Why ego is an impediment in hunting for work, especially in this era of age bias, is that it shuts down our ability to figure out the best strategies and tactics to land jobs, contract assignments and new business for our enterprise.
Take Joe. As a volunteer in a recovery program, I help those who have been derailed get back into the work world.
Admittedly, Joe has been sober for almost five years. During that time he has held several contract jobs and one good one, with benefits, in his field of internal communications, Recently he had been laid off by a distressed financial services firm.
None of his cover letters for similar positions had resulted in interviews. No, he didn't drink. But he returned to being caught in his ego.
That, I gently reminded him, was blinding him to the factors he could control and managing them better.
No, he couldn't control his age and the growing hostility toward the aging worker.
He couldn't control the reality that some financial institutions in his geographical location were downsizing.
No couldn't control that he had been laid off.

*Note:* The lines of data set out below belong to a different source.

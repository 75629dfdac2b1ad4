//! Page-type gating for snapshot readiness waits
//!
//! Some page types render their interesting content late; a small table
//! maps `page_name` patterns to a readiness selector. Only captures whose
//! page name matches a rule run the readiness wait, which keeps pages
//! where the signal cannot apply free of spurious timeout warnings.

use serde::{Deserialize, Serialize};

/// One gating rule. The pattern matches as a literal substring unless it
/// carries a `regex:` prefix.
#[derive(Debug, Clone, Serialize, Deserialize)]
pub struct GatingRule {
    pub pattern: String,
    /// Semantic selector that signals the page is ready.
    pub readiness_semantic_name: String,
    pub timeout_ms: u64,
}

/// Lookup table consulted per capture.
#[derive(Debug, Clone, Default)]
pub struct GatingTable {
    rules: Vec<GatingRule>,
}

impl GatingTable {
    #[must_use]
    pub fn new(rules: Vec<GatingRule>) -> Self {
        Self { rules }
    }

    pub fn push(&mut self, rule: GatingRule) {
        self.rules.push(rule);
    }

    /// First rule matching the page name, if any.
    #[must_use]
    pub fn matching(&self, page_name: &str) -> Option<&GatingRule> {
        self.rules.iter().find(|rule| {
            match rule.pattern.strip_prefix("regex:") {
                Some(pattern) => regex::Regex::new(pattern)
                    .map(|re| re.is_match(page_name))
                    .unwrap_or(false),
                None => page_name.contains(&rule.pattern),
            }
        })
    }
}

#[cfg(test)]
mod tests {
    use super::*;

    fn table() -> GatingTable {
        GatingTable::new(vec![
            GatingRule {
                pattern: "match_detail".into(),
                readiness_semantic_name: "match.header.home_team".into(),
                timeout_ms: 1500,
            },
            GatingRule {
                pattern: "regex:^live_.*_feed$".into(),
                readiness_semantic_name: "feed.first_row".into(),
                timeout_ms: 2000,
            },
        ])
    }

    #[test]
    fn substring_patterns_match_anywhere() {
        let table = table();
        assert!(table.matching("pre_match_detail_v2").is_some());
        assert!(table.matching("search_results").is_none());
    }

    #[test]
    fn regex_patterns_are_anchored_as_written() {
        let table = table();
        assert_eq!(
            table.matching("live_scores_feed").map(|r| r.timeout_ms),
            Some(2000)
        );
        assert!(table.matching("live_scores_feed_x").is_none());
    }
}
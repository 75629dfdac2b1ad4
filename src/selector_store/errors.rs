//! Configuration store error taxonomy
//!
//! Any failure during `load` is fatal to the snapshot being built; the
//! active snapshot is never touched by a failed load.

use std::path::PathBuf;

/// Errors raised while loading or resolving selector configuration.
#[derive(Debug, thiserror::Error)]
pub enum ConfigError {
    /// A document failed schema validation (bad kind, params, name, bounds).
    #[error("schema validation failed in {file}: {reason}")]
    SchemaValidation { file: String, reason: String },

    /// Circular `extends` or template reference.
    #[error("inheritance error in scope {scope:?}: {reason}")]
    Inheritance { scope: String, reason: String },

    /// Structural configuration problem (duplicate semantic names).
    #[error("configuration error: {reason}")]
    Configuration { reason: String },

    #[error("io error reading {path}: {source}")]
    Io {
        path: PathBuf,
        #[source]
        source: std::io::Error,
    },
}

But what he could control, once he took that leap out of self-absorption, included:
- The kinds of organizations he was applying to. It would be smart for someone over-50 to consider working in smaller companies or the non-profit sector.
- What about moving away from the negative status of "unemployed" by doing contract assignments? He could register with temp agencies and answer help-wanted on all sorts of help-wanted sites.
- What new skills should he be leaning? Here in Austintown, Ohio, the public library provides free training in just about everything. On Monday I am taking a brush-up course in Excel.
- Was the tone of his cover letter off? Frequently when we are not in a real position of strength we take on an arrogant stance.
- Did the content of the cover letter mirror what could be concluded was the organizational culture? You bet, you have to match your cover letter to the values of the hiring person and their company.
- How about being willing to relocate, including on his own dime? To be more marketable during a recession, I moved, at my own cost, from the then-small town of Greensburg, Pennsylvania to the large city of Pittsburgh, PA. Once there, things started to happen.
It took Joe a few weeks to emerge from being stuck. Currently he is weighing two offers for long-term onsite contract work. The tough nut for him to crack, as for myriad on-demand-economy workers, is the cost of medical insurance. That goes up with age.